Dunhill's fall presentation at Bourdon House confirmed what we suspected for some time now - that it has a knack at bridging the classic with the super-current. In the case for fall, imagine the accidental lovechild of a debonair dandy and a fearless seafarer, and you get the picture.
One part Duke of Windsor, one part Sir Ernest Shackleton, the bilateral British man that the collection celebrates is one who needs to be both suave and suited, but also has a bit of the adventurous outdoorsman in him.
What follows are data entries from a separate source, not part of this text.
mod complexity;
mod conflicts;
mod pairs;
mod rooms;
mod search;
mod stage1;
mod stage3;
mod stage4;
mod stage5;
mod stage6;
mod stage7;
mod subgroup;

pub use complexity::*;
pub use conflicts::*;
pub use pairs::*;
pub use rooms::*;
pub use search::*;

use crate::error::Result;
use crate::types::{
    base_group, Assignment, Day, ScheduleResult, ScheduleStatistics, SchedulerConfig,
    Shift, Slot, Stream, StreamId, StreamType, UnscheduledStream,
};
use indicatif::{ProgressBar, ProgressStyle};
use std::collections::{BTreeMap, HashSet};
use std::time::Instant;
use tracing::info;

/// Mutable board state threaded through the stage pipeline.
///
/// Stages borrow it in turn; there is no sharing and no thread safety, by
/// design - the pipeline is strictly sequential.
#[derive(Debug, Clone)]
pub struct PipelineState {
    pub conflicts: ConflictTracker,
    pub rooms: RoomManager,
    /// First placed position of each subgroup stream, so the sibling can
    /// try the identical (day, slot)
    pub subgroup_positions: std::collections::HashMap<StreamId, (Day, Slot)>,
}

impl PipelineState {
    pub fn new(config: &SchedulerConfig) -> Self {
        Self {
            conflicts: ConflictTracker::new(config),
            rooms: RoomManager::new(config),
            subgroup_positions: std::collections::HashMap::new(),
        }
    }

    /// Materialize prior assignments into both reservation stores
    pub fn load_assignments(&mut self, assignments: &[Assignment]) {
        self.conflicts.load_assignments(assignments);
        self.rooms.load_assignments(assignments);
    }
}

/// What one stage hands back to the pipeline
#[derive(Debug, Default)]
pub struct StageOutcome {
    pub assignments: Vec<Assignment>,
    pub unscheduled: Vec<UnscheduledStream>,
}

/// Main entry point: the whole staged pipeline as a pure function of the
/// stream list and configuration. No filesystem access, no environment.
pub fn schedule(streams: &[Stream], config: &SchedulerConfig) -> Result<ScheduleResult> {
    schedule_with_progress(streams, config, &ProgressBar::hidden())
}

/// Pipeline entry with a progress bar for interactive callers
pub fn schedule_with_progress(
    streams: &[Stream],
    config: &SchedulerConfig,
    progress: &ProgressBar,
) -> Result<ScheduleResult> {
    let start = Instant::now();

    let streams = strip_dead_groups(streams, config);
    info!(total_streams = streams.len(), "starting schedule pipeline");

    let mut state = PipelineState::new(config);
    let mut assignments: Vec<Assignment> = Vec::new();
    let mut unscheduled: Vec<UnscheduledStream> = Vec::new();
    let mut by_stage: BTreeMap<u8, u32> = BTreeMap::new();
    let mut scheduled: HashSet<StreamId> = HashSet::new();

    let stages: [(u8, &str); 5] = [
        (1, "Multi-group lectures"),
        (3, "Independent practicals"),
        (4, "Single-group lectures"),
        (5, "Dependent practicals"),
        (6, "Labs"),
    ];

    for (i, (stage, label)) in stages.iter().enumerate() {
        progress.set_message(format!("Stage {stage}: {label}..."));
        progress.set_position((i as u64) * 15 + 10);

        let outcome = match *stage {
            1 => stage1::run(&mut state, config, &streams),
            3 => stage3::run(&mut state, config, &streams, &scheduled),
            4 => stage4::run(&mut state, config, &streams, &scheduled),
            5 => stage5::run(&mut state, config, &streams, &scheduled, &assignments),
            _ => stage6::run(&mut state, config, &streams, &scheduled, &assignments),
        };

        info!(
            stage = *stage,
            placed = outcome.assignments.len(),
            unscheduled = outcome.unscheduled.len(),
            "stage complete"
        );
        *by_stage.entry(*stage).or_insert(0) += outcome.assignments.len() as u32;
        for a in &outcome.assignments {
            scheduled.insert(a.stream_id.clone());
        }
        assignments.extend(outcome.assignments);
        unscheduled.extend(outcome.unscheduled);
    }

    // Stage 7: rebalance the board and retry the carried unscheduled list
    progress.set_message("Stage 7: Optimizing...");
    progress.set_position(85);
    let retried =
        stage7::run(&mut state, config, &streams, &mut assignments, &mut unscheduled);
    *by_stage.entry(7).or_insert(0) += retried;

    progress.set_message("Complete");
    progress.set_position(100);

    let mut result = ScheduleResult::new(7);
    result.statistics = compute_statistics(&assignments, &streams, by_stage);
    result.statistics.solver_time_seconds = Some(start.elapsed().as_secs_f64());
    result.unscheduled_stream_ids = unscheduled.iter().map(|u| u.stream_id.clone()).collect();
    result.assignments = assignments;
    result.unscheduled_streams = unscheduled;

    info!(
        assigned = result.assignments.len(),
        unscheduled = result.unscheduled_streams.len(),
        "pipeline finished"
    );
    Ok(result)
}

/// Progress bar the CLI attaches to the pipeline
pub fn pipeline_progress_bar() -> ProgressBar {
    let pb = ProgressBar::new(100);
    pb.set_style(
        ProgressStyle::default_bar()
            .template("{spinner:.green} [{elapsed_precise}] [{bar:40.cyan/blue}] {pos}% {msg}")
            .expect("valid progress template")
            .progress_chars("#>-"),
    );
    pb
}

/// Remove zero-student groups from streams; a stream whose groups are all
/// dead is dropped entirely and not reported as unscheduled
fn strip_dead_groups(streams: &[Stream], config: &SchedulerConfig) -> Vec<Stream> {
    if config.dead_groups.is_empty() {
        return streams.to_vec();
    }
    streams
        .iter()
        .filter_map(|stream| {
            let alive: Vec<String> = stream
                .groups
                .iter()
                .filter(|g| !config.dead_groups.contains(&base_group(g)))
                .cloned()
                .collect();
            if alive.is_empty() {
                return None;
            }
            let mut kept = stream.clone();
            kept.groups = alive;
            Some(kept)
        })
        .collect()
}

/// Expected weekly hours of one stream: labs place odd and even weeks
/// separately, everything else places once at the max of the two
fn expected_hours_of(stream: &Stream) -> u32 {
    match stream.stream_type {
        StreamType::Lab => stream.hours.odd as u32 + stream.hours.even as u32,
        _ => stream.max_hours() as u32,
    }
}

fn compute_statistics(
    assignments: &[Assignment],
    streams: &[Stream],
    by_stage: BTreeMap<u8, u32>,
) -> ScheduleStatistics {
    let mut stats = ScheduleStatistics {
        by_stage,
        expected_hours: streams.iter().map(expected_hours_of).sum(),
        ..ScheduleStatistics::default()
    };
    for a in assignments {
        *stats.by_day.entry(a.day.name().to_string()).or_insert(0) += 1;
        *stats
            .by_shift
            .entry(Shift::of_slot(a.slot).as_str().to_string())
            .or_insert(0) += 1;
        *stats
            .room_utilization
            .entry(a.room_address.clone())
            .or_insert(0) += 1;
    }
    stats.scheduled_hours = assignments.len() as u32;
    stats
}
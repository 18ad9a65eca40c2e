//! In-process counters for pull cycles, reaping, enrichment, and read-path corrections.

// std
use std::sync::atomic::{AtomicU64, Ordering};

/// Thread-safe counters for sync flows.
#[derive(Debug, Default)]
pub struct SyncMetrics {
	cycles_started: AtomicU64,
	cycles_succeeded: AtomicU64,
	cycles_failed: AtomicU64,
	records_reaped: AtomicU64,
	enrich_failures: AtomicU64,
	corrections_written: AtomicU64,
}
impl SyncMetrics {
	/// Returns the number of pull cycles that claimed the single-flight slot.
	pub fn cycles_started(&self) -> u64 {
		self.cycles_started.load(Ordering::Relaxed)
	}

	/// Returns the number of pull cycles that finished and reaped.
	pub fn cycles_succeeded(&self) -> u64 {
		self.cycles_succeeded.load(Ordering::Relaxed)
	}

	/// Returns the number of pull cycles that aborted.
	pub fn cycles_failed(&self) -> u64 {
		self.cycles_failed.load(Ordering::Relaxed)
	}

	/// Returns the number of records deleted by the reaper.
	pub fn records_reaped(&self) -> u64 {
		self.records_reaped.load(Ordering::Relaxed)
	}

	/// Returns the number of profile lookups that left a record bare during a pull.
	pub fn enrich_failures(&self) -> u64 {
		self.enrich_failures.load(Ordering::Relaxed)
	}

	/// Returns the number of profiles patched by the read path.
	pub fn corrections_written(&self) -> u64 {
		self.corrections_written.load(Ordering::Relaxed)
	}

	pub(crate) fn record_cycle_started(&self) {
		self.cycles_started.fetch_add(1, Ordering::Relaxed);
	}

	pub(crate) fn record_cycle_succeeded(&self) {
		self.cycles_succeeded.fetch_add(1, Ordering::Relaxed);
	}

	pub(crate) fn record_cycle_failed(&self) {
		self.cycles_failed.fetch_add(1, Ordering::Relaxed);
	}

	pub(crate) fn record_reaped(&self, count: usize) {
		self.records_reaped.fetch_add(count as u64, Ordering::Relaxed);
	}

	pub(crate) fn record_enrich_failure(&self) {
		self.enrich_failures.fetch_add(1, Ordering::Relaxed);
	}

	pub(crate) fn record_corrections(&self, count: usize) {
		self.corrections_written.fetch_add(count as u64, Ordering::Relaxed);
	}
}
The canny team have made sure the different tidbits of sartorial flare appeal to the one and the many - daywear needs are met in the likes of a reversible herringbone-to-black jacket with storm-flap details, a double breasted Alpaca wool overcoat in camel, and a silk parka with beaver fur lining; while of course, as day turns to night,
there are the much-needed change of clothes in the form of single-breasted dinner jackets and navy suits, cut to strict eveningwear codes.
Arranged rather effectively in a series of tableaus in the brand's Georgian mansion, models showed off the collection's modern fascination with things like deconstructed shoulders and reinvented dandy-esque accessories, but it was also the brand's commitment to luxurious cuts and fabric, that made this showcase a heady precursor to London Fashion Week's dedicated menswear day.